The federal authority said in a statement that the water in the wells in San José Iturbide municipality, Guanajuato, which includes the community of La Cantera, is fit for human consumption given that radioactive radon gas that might be present in the water is released almost completely during the purification process.
Conagua cited a press conference that took place in April of this year, where the authority, along with the national institute of nuclear research (ININ) and the federal commission for protection against sanitary risks (Cofepris), stated that the water in the La Cantera wells complied with the quality levels established by the NOM-127-SSA1-1994 Mexican official standard, according to the results of lab tests.
In the statement, Conagua also denied the existence of any links between the deaths of children and adults that have occurred in the municipality and the consumption of water from the wells.

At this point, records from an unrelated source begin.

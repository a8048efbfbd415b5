//! TCP checksum computation over the IPv4 pseudo-header, as defined in
//! [IETF RFC 793] and [IETF RFC 1071].
//!
//! [IETF RFC 793]: https://tools.ietf.org/html/rfc793#section-3.1
//! [IETF RFC 1071]: https://tools.ietf.org/html/rfc1071

use crate::network::core::header::{PROTOCOL_TCP, TCP_CHECKSUM_OFFSET};
use std::net::Ipv4Addr;

/// Sums the IPv4 pseudo-header.
///
/// ```text
///  0                   1                   2                   3
///  0 1 2 3 4 5 6 7 8 9 0 1 2 3 4 5 6 7 8 9 0 1 2 3 4 5 6 7 8 9 0 1
/// +-+-+-+-+-+-+-+-+-+-+-+-+-+-+-+-+-+-+-+-+-+-+-+-+-+-+-+-+-+-+-+-+
/// |                       Source Address                          |
/// +-+-+-+-+-+-+-+-+-+-+-+-+-+-+-+-+-+-+-+-+-+-+-+-+-+-+-+-+-+-+-+-+
/// |                     Destination Address                       |
/// +-+-+-+-+-+-+-+-+-+-+-+-+-+-+-+-+-+-+-+-+-+-+-+-+-+-+-+-+-+-+-+-+
/// |     Zero      |    Protocol   |         Segment Length        |
/// +-+-+-+-+-+-+-+-+-+-+-+-+-+-+-+-+-+-+-+-+-+-+-+-+-+-+-+-+-+-+-+-+
/// ```
pub fn pseudo_header_sum(source: Ipv4Addr, destination: Ipv4Addr, segment_len: u16) -> u32 {
    let src = u32::from(source);
    let dst = u32::from(destination);

    (src >> 16)
        + (src & 0xffff)
        + (dst >> 16)
        + (dst & 0xffff)
        + u32::from(PROTOCOL_TCP)
        + u32::from(segment_len)
}

/// Folds carries back into the low 16 bits until none remain.
pub fn fold(mut sum: u32) -> u16 {
    while sum >> 16 != 0 {
        sum = (sum & 0xffff) + (sum >> 16);
    }
    sum as u16
}

/// Adds the big-endian 16-bit words of `segment` to `sum`, treating the
/// TCP checksum field as zero. An odd trailing byte is padded with a zero
/// low byte.
fn add_segment(sum: u32, segment: &[u8]) -> u32 {
    let checksum_word = TCP_CHECKSUM_OFFSET / 2;

    segment
        .chunks(2)
        .enumerate()
        .filter(|(index, _)| *index != checksum_word)
        .fold(sum, |acc, (_, word)| {
            let value = match *word {
                [high, low] => u16::from_be_bytes([high, low]),
                [high] => u16::from_be_bytes([high, 0]),
                _ => 0,
            };
            // fold as we go so segments of any size stay within 32 bits
            let acc = acc + u32::from(value);
            (acc & 0xffff) + (acc >> 16)
        })
}

/// Computes the folded, uncomplemented one's-complement sum over the
/// pseudo-header and `segment`, with the checksum field counted as zero.
pub fn ones_complement_sum(
    segment_len: u16,
    source: Ipv4Addr,
    destination: Ipv4Addr,
    segment: &[u8],
) -> u16 {
    let sum = pseudo_header_sum(source, destination, segment_len);
    fold(add_segment(sum, segment))
}

/// Computes the TCP checksum of `segment` (header and payload).
///
/// The value the segment currently holds in its checksum field is ignored.
/// Write the result into the packet with `to_be_bytes`.
///
/// # Arguments
///
/// * `segment_len` - TCP segment length, as carried in the pseudo-header
/// * `source` - IPv4 source address
/// * `destination` - IPv4 destination address
/// * `segment` - The TCP header followed by the payload
pub fn tcp_checksum(
    segment_len: u16,
    source: Ipv4Addr,
    destination: Ipv4Addr,
    segment: &[u8],
) -> u16 {
    debug_assert_eq!(usize::from(segment_len), segment.len());
    !ones_complement_sum(segment_len, source, destination, segment)
}

/// Checks the checksum currently stored in `segment`.
///
/// Returns `false` for segments too short to carry a TCP header.
pub fn verify_tcp_checksum(source: Ipv4Addr, destination: Ipv4Addr, segment: &[u8]) -> bool {
    let Ok(segment_len) = u16::try_from(segment.len()) else {
        return false;
    };
    if segment.len() < TCP_CHECKSUM_OFFSET + 2 {
        return false;
    }

    let stored = u16::from_be_bytes([
        segment[TCP_CHECKSUM_OFFSET],
        segment[TCP_CHECKSUM_OFFSET + 1],
    ]);
    let sum = ones_complement_sum(segment_len, source, destination, segment);
    fold(u32::from(sum) + u32::from(stored)) == 0xffff
}

#[cfg(test)]
mod tests {
    use super::*;
    use crate::network::core::fixtures::{
        HELLO_WORLD_CHECKSUM, HELLO_WORLD_PACKET, HTTP_GET_CHECKSUM, HTTP_GET_PACKET,
        OPTIONS_CHECKSUM, OPTIONS_PACKET,
    };
    use proptest::prelude::*;

    const SOURCE: Ipv4Addr = Ipv4Addr::new(192, 168, 1, 10);
    const DESTINATION: Ipv4Addr = Ipv4Addr::new(93, 184, 216, 34);

    fn segment_checksum(packet: &[u8]) -> u16 {
        let segment = &packet[20..];
        tcp_checksum(segment.len() as u16, SOURCE, DESTINATION, segment)
    }

    #[test]
    fn test_known_checksums() {
        assert_eq!(segment_checksum(&HELLO_WORLD_PACKET), HELLO_WORLD_CHECKSUM);
        assert_eq!(segment_checksum(&HTTP_GET_PACKET), HTTP_GET_CHECKSUM);
    }

    #[test]
    fn test_checksum_covers_tcp_options() {
        let segment = &OPTIONS_PACKET[24..];
        assert_eq!(
            tcp_checksum(segment.len() as u16, SOURCE, DESTINATION, segment),
            OPTIONS_CHECKSUM
        );

        // flipping a byte of the MSS option must change the checksum
        let mut packet = OPTIONS_PACKET;
        packet[47] ^= 0x01;
        assert!(!verify_tcp_checksum(SOURCE, DESTINATION, &packet[24..]));
    }

    #[test]
    fn test_stored_checksum_is_ignored() {
        let mut packet = HELLO_WORLD_PACKET;
        packet[36] = 0xde;
        packet[37] = 0xad;
        assert_eq!(segment_checksum(&packet), HELLO_WORLD_CHECKSUM);
    }

    #[test]
    fn test_odd_length_segment() {
        // "hello world" leaves the segment with an odd byte count
        assert_eq!((HELLO_WORLD_PACKET.len() - 20) % 2, 1);
        assert!(verify_tcp_checksum(SOURCE, DESTINATION, &HELLO_WORLD_PACKET[20..]));
    }

    #[test]
    fn test_verify_detects_corruption() {
        let mut packet = HTTP_GET_PACKET;
        assert!(verify_tcp_checksum(SOURCE, DESTINATION, &packet[20..]));
        packet[45] ^= 0x01;
        assert!(!verify_tcp_checksum(SOURCE, DESTINATION, &packet[20..]));
        assert!(!verify_tcp_checksum(SOURCE, DESTINATION, &packet[20..30]));
    }

    #[test]
    fn test_fold() {
        assert_eq!(fold(0x0001_fffe), 0xffff);
        assert_eq!(fold(0x0002_ffff), 0x0002);
        assert_eq!(fold(0x1234), 0x1234);
    }

    #[test]
    fn test_pseudo_header_sum() {
        let sum = pseudo_header_sum(Ipv4Addr::new(10, 0, 0, 1), Ipv4Addr::new(10, 0, 0, 2), 20);
        assert_eq!(sum, 0x0a00 + 0x0001 + 0x0a00 + 0x0002 + 6 + 20);
    }

    proptest! {
        #[test]
        fn complement_recovers_folded_sum(
            segment in proptest::collection::vec(any::<u8>(), 20..1500),
            src in any::<u32>(),
            dst in any::<u32>(),
        ) {
            let len = segment.len() as u16;
            let (src, dst) = (Ipv4Addr::from(src), Ipv4Addr::from(dst));
            let checksum = tcp_checksum(len, src, dst, &segment);
            prop_assert_eq!(!checksum, ones_complement_sum(len, src, dst, &segment));
        }

        #[test]
        fn written_checksum_verifies(
            mut segment in proptest::collection::vec(any::<u8>(), 20..1500),
            src in any::<u32>(),
            dst in any::<u32>(),
        ) {
            let (src, dst) = (Ipv4Addr::from(src), Ipv4Addr::from(dst));
            let checksum = tcp_checksum(segment.len() as u16, src, dst, &segment);
            segment[TCP_CHECKSUM_OFFSET..TCP_CHECKSUM_OFFSET + 2]
                .copy_from_slice(&checksum.to_be_bytes());
            prop_assert!(verify_tcp_checksum(src, dst, &segment));
        }
    }
}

Radon gas becomes a risk factor mostly in cold places where it can be accumulated in potable water due to lack of ventilation, which is not the case in countries with tropical or semi-tropical climates such as Mexico, adds the statement from Conagua.
Conagua said that it has been carrying out studies on the country's geological composition for 40 years in order to analyze its relation to water quality, and that so far there is no evidence of risks due to the presence of radon gas in the soil.
The federal water authority maintains that it continues to monitor the situation in the area along with ININ and Cofepris in order to act immediately in case any unusual event is detected.